In the labeling step, first we look for values in the defined part of domains;
if there are none (or if those values have already been tested and they
led to failure), we try values in the undefined part of the domain. Those
values have to be acquired, by means of interactive constraints (if there
are any), or by means of unguided acquisition; then they are assigned to
the variable. For the first variable, guided acquisition can be performed
only if there are interactive unary constraints imposed on it; for the
other variables there will be at least one constraint on it (if the constraint
graph is connected), so we can perform guided acquisition.
In the propagating move, the propagation of the constraint w.r.t. the
defined part of domains (say constraint c(v,Defj) ) is
like in ordinary CSP propagation, as asserted before. This means that all
the values belonging to Defj which are not consistent
with value v are removed. In the propagation of constraint c(v,UnDefj),
acquisition is performed; in this case all the values consistent with v
will be acquired. The resulting domain will be completely specified (i.e.
the undefined part will be empty) and it will contain the same elements
as after ordinary Forward Checking propagation. It's worth noting
that each variable domain, during computation, is either fully known (i.e.
the Unknown part is empty) or fully unknown (i.e. the Known part is empty).
Interactive Minimal Forward Checking
The Minimal Forward Checking algorithm [DM94]

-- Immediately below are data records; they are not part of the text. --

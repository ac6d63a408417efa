//! Expired-bucket cleanup sweeper.
//!
//! One background task scans for buckets past their expiry on a fixed
//! interval and tears each one down through the same path as an explicit
//! delete (rows, blob tree, cache, notification).  A pass over a clean
//! database is a no-op, and a failed bucket is retried on the next tick.

use std::sync::Arc;
use std::time::Duration;

use chrono::Utc;
use metrics::counter;
use tracing::{info, warn};

use crate::handlers::bucket::delete_bucket_contents;
use crate::metrics::SWEPT_BUCKETS_TOTAL;
use crate::AppState;

/// Run the sweeper until the process exits.
pub async fn run(state: Arc<AppState>, interval_minutes: u64) {
    let period = Duration::from_secs(interval_minutes.max(1) * 60);
    let mut ticker = tokio::time::interval(period);
    ticker.set_missed_tick_behavior(tokio::time::MissedTickBehavior::Skip);
    // The first tick fires immediately; skip it so startup stays quick.
    ticker.tick().await;

    info!(interval_minutes, "cleanup sweeper started");
    loop {
        ticker.tick().await;
        if let Err(e) = sweep_once(&state).await {
            warn!(error = %e, "cleanup pass failed");
        }
    }
}

/// Delete every expired bucket. Returns how many were removed.
pub async fn sweep_once(state: &AppState) -> anyhow::Result<usize> {
    let expired = state.metadata.list_expired(Utc::now()).await?;
    if expired.is_empty() {
        return Ok(0);
    }

    let mut removed = 0;
    for bucket in &expired {
        match delete_bucket_contents(state, bucket).await {
            Ok(()) => {
                counter!(SWEPT_BUCKETS_TOTAL).increment(1);
                removed += 1;
            }
            Err(e) => {
                warn!(bucket = %bucket.id, error = %e, "failed to sweep bucket");
            }
        }
    }

    state.cache.invalidate_stats();
    info!(removed, "cleanup pass finished");
    Ok(removed)
}

// -- Tests --------------------------------------------------------------------
//! Credential resolution.
//!
//! Maps a bearer credential to one of `{Admin, Owner, Public}`:
//!
//! 1. Empty → Public.
//! 2. Constant-time compare against the configured admin key → Admin.
//! 3. `cf4_` prefix → API-key lookup by prefix, SHA-256 compare of the
//!    secret portion, `last_used_at` touch, 30-second cache → Owner.
//!    A miss is Public, never a 401 — the route's own authorization
//!    check decides.
//! 4. Otherwise a dashboard credential (HS256 JWT with `scope`/`exp`
//!    claims) → Admin when valid, Public when not.
//!
//! Upload tokens are not resolved here; the upload handlers validate
//! them per request.

use std::collections::HashMap;
use std::sync::Mutex;
use std::time::{Duration, Instant};

use jsonwebtoken::{decode, encode, Algorithm, DecodingKey, EncodingKey, Header, Validation};
use serde::{Deserialize, Serialize};
use sha2::{Digest, Sha256};
use subtle::ConstantTimeEq;

use crate::AppState;

/// How long a verified API key stays cached.
const CREDENTIAL_CACHE_TTL: Duration = Duration::from_secs(30);

/// The resolved identity of a request.
#[derive(Debug, Clone, PartialEq, Eq)]
pub enum AuthContext {
    /// Holder of the admin key or a valid dashboard credential.
    Admin,
    /// Holder of a valid API key.
    Owner { name: String, key_prefix: String },
    /// No credential, or one that did not verify.
    Public,
}

impl AuthContext {
    pub fn is_admin(&self) -> bool {
        matches!(self, AuthContext::Admin)
    }

    pub fn is_public(&self) -> bool {
        matches!(self, AuthContext::Public)
    }

    /// Whether this identity may mutate a bucket owned by `bucket_owner`.
    pub fn can_manage(&self, bucket_owner: &str) -> bool {
        match self {
            AuthContext::Admin => true,
            AuthContext::Owner { name, .. } => name == bucket_owner,
            AuthContext::Public => false,
        }
    }

    /// The owner display name recorded on buckets this identity creates.
    pub fn owner_name(&self) -> &str {
        match self {
            AuthContext::Owner { name, .. } => name,
            _ => "admin",
        }
    }

    /// The API-key prefix, when the identity is key-backed.
    pub fn key_prefix(&self) -> Option<&str> {
        match self {
            AuthContext::Owner { key_prefix, .. } => Some(key_prefix),
            _ => None,
        }
    }
}

/// Compare two strings in constant time.
pub fn constant_time_eq(a: &str, b: &str) -> bool {
    if a.len() != b.len() {
        return false;
    }
    a.as_bytes().ct_eq(b.as_bytes()).into()
}

/// Hex SHA-256 digest of an API-key secret.
pub fn hash_secret(secret: &str) -> String {
    hex::encode(Sha256::digest(secret.as_bytes()))
}

/// Split a full API key `cf4_{8 hex}_{32 hex}` into `(prefix, secret)`.
pub fn parse_api_key(key: &str) -> Option<(&str, &str)> {
    // cf4_ + 8 + _ + 32
    if key.len() != 45 || !key.starts_with("cf4_") {
        return None;
    }
    let prefix = &key[..12];
    if key.as_bytes()[12] != b'_' {
        return None;
    }
    let secret = &key[13..];
    let hexish = |s: &str| s.chars().all(|c| c.is_ascii_hexdigit());
    if !hexish(&prefix[4..]) || !hexish(secret) {
        return None;
    }
    Some((prefix, secret))
}

// -- Credential cache ---------------------------------------------------------

struct CachedOwner {
    name: String,
    key_prefix: String,
    deadline: Instant,
}

/// Short-lived cache of verified API keys, keyed by the full key string.
#[derive(Default)]
pub struct AuthCache {
    entries: Mutex<HashMap<String, CachedOwner>>,
}

impl AuthCache {
    pub fn new() -> Self {
        Self::default()
    }

    fn get(&self, full_key: &str) -> Option<(String, String)> {
        let mut entries = self.entries.lock().expect("mutex poisoned");
        match entries.get(full_key) {
            Some(entry) if entry.deadline > Instant::now() => {
                Some((entry.name.clone(), entry.key_prefix.clone()))
            }
            Some(_) => {
                entries.remove(full_key);
                None
            }
            None => None,
        }
    }

    fn put(&self, full_key: &str, name: String, key_prefix: String) {
        let mut entries = self.entries.lock().expect("mutex poisoned");
        entries.insert(
            full_key.to_string(),
            CachedOwner {
                name,
                key_prefix,
                deadline: Instant::now() + CREDENTIAL_CACHE_TTL,
            },
        );
    }
}

// -- Dashboard credentials ----------------------------------------------------

/// Claims carried by a dashboard credential.
#[derive(Debug, Serialize, Deserialize)]
pub struct DashboardClaims {
    pub scope: String,
    pub exp: i64,
}

/// Sign a dashboard credential expiring at `expires_at`.
pub fn issue_dashboard_credential(
    secret: &str,
    expires_at: chrono::DateTime<chrono::Utc>,
) -> anyhow::Result<String> {
    let claims = DashboardClaims {
        scope: "admin".to_string(),
        exp: expires_at.timestamp(),
    };
    let token = encode(
        &Header::new(Algorithm::HS256),
        &claims,
        &EncodingKey::from_secret(secret.as_bytes()),
    )?;
    Ok(token)
}

/// Verify a dashboard credential: signature, expiry, and admin scope.
///
/// Expiry is always enforced here regardless of the issuance cap, since
/// clocks drift and callers may pre-issue.
pub fn validate_dashboard_credential(secret: &str, token: &str) -> Option<DashboardClaims> {
    let validation = Validation::new(Algorithm::HS256);
    let data = decode::<DashboardClaims>(
        token,
        &DecodingKey::from_secret(secret.as_bytes()),
        &validation,
    )
    .ok()?;
    if data.claims.scope != "admin" {
        return None;
    }
    Some(data.claims)
}

// -- Resolution ---------------------------------------------------------------

/// Resolve a bearer credential into an [`AuthContext`].
pub async fn resolve(state: &AppState, bearer: Option<&str>) -> anyhow::Result<AuthContext> {
    let Some(token) = bearer.map(str::trim).filter(|s| !s.is_empty()) else {
        return Ok(AuthContext::Public);
    };

    if constant_time_eq(token, &state.config.auth.admin_key) {
        return Ok(AuthContext::Admin);
    }

    if token.starts_with("cf4_") {
        if let Some((name, key_prefix)) = state.auth_cache.get(token) {
            return Ok(AuthContext::Owner { name, key_prefix });
        }

        if let Some((prefix, secret)) = parse_api_key(token) {
            if let Some(key) = state.metadata.get_api_key(prefix).await? {
                if constant_time_eq(&hash_secret(secret), &key.hashed_secret) {
                    if let Err(e) = state.metadata.touch_api_key(prefix).await {
                        tracing::warn!(prefix, error = %e, "failed to stamp api key usage");
                    }
                    state
                        .auth_cache
                        .put(token, key.name.clone(), prefix.to_string());
                    return Ok(AuthContext::Owner {
                        name: key.name,
                        key_prefix: prefix.to_string(),
                    });
                }
            }
        }
        return Ok(AuthContext::Public);
    }

    if validate_dashboard_credential(state.config.auth.signing_secret(), token).is_some() {
        return Ok(AuthContext::Admin);
    }

    Ok(AuthContext::Public)
}

// -- Tests --------------------------------------------------------------------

is based on the idea to maintain only one consistent value in each future-connected
domain, postponing constraint checks until necessary. This implies that
a value in future domains must be checked even with respect to the past
connected variables. When propagating a constraint c(v,Xj), if the
first value in domain(Xj) is consistent w.r.t. value v, the
propagation of the constraint terminates (i.e. we consider propagation
of another constraint). If the first value is not consistent, then it is
removed and another candidate must be found; this element must be checked
with respect to all the past-connected variables, because it was not checked
when propagating the former constraints. This way a lot of constraint checks
is avoided, because many domain values are not checked for consistency.
In the interactive version of Minimal Forward Checking, only one consistent
value is kept in the Known part of domains, while other values are represented
in the Unknown part. This means that values which are not checked for consistency
aren't even extracted, thus avoiding many extractions. When propagating
a constraint c(v,Xj), if the first value in domain(Xj) is
consistent w.r.t. value v, the propagation is over; if it is not,
the value is removed and another value must be acquired. The newly acquired
value must be checked with all the past assignments. In other words, when
we check a value in the defined part of the domain, we act as in ordinary
MFC; then, if the domain is fully unknown, we perform acquisition.
The labeling step is similar as in the IFC case: if there is a unary
interactive constraint imposed on a variable, then it can be used to acquire
the first value; otherwise the computation can start by acquiring a value
with unguided acquisition. For the other variables, a value is a value
is always present in the Defined part of domain, and it can be assigned
to the variable. During backtracking, the value is removed from the domain
and another acquisition is performed by means of the interactive past constraints.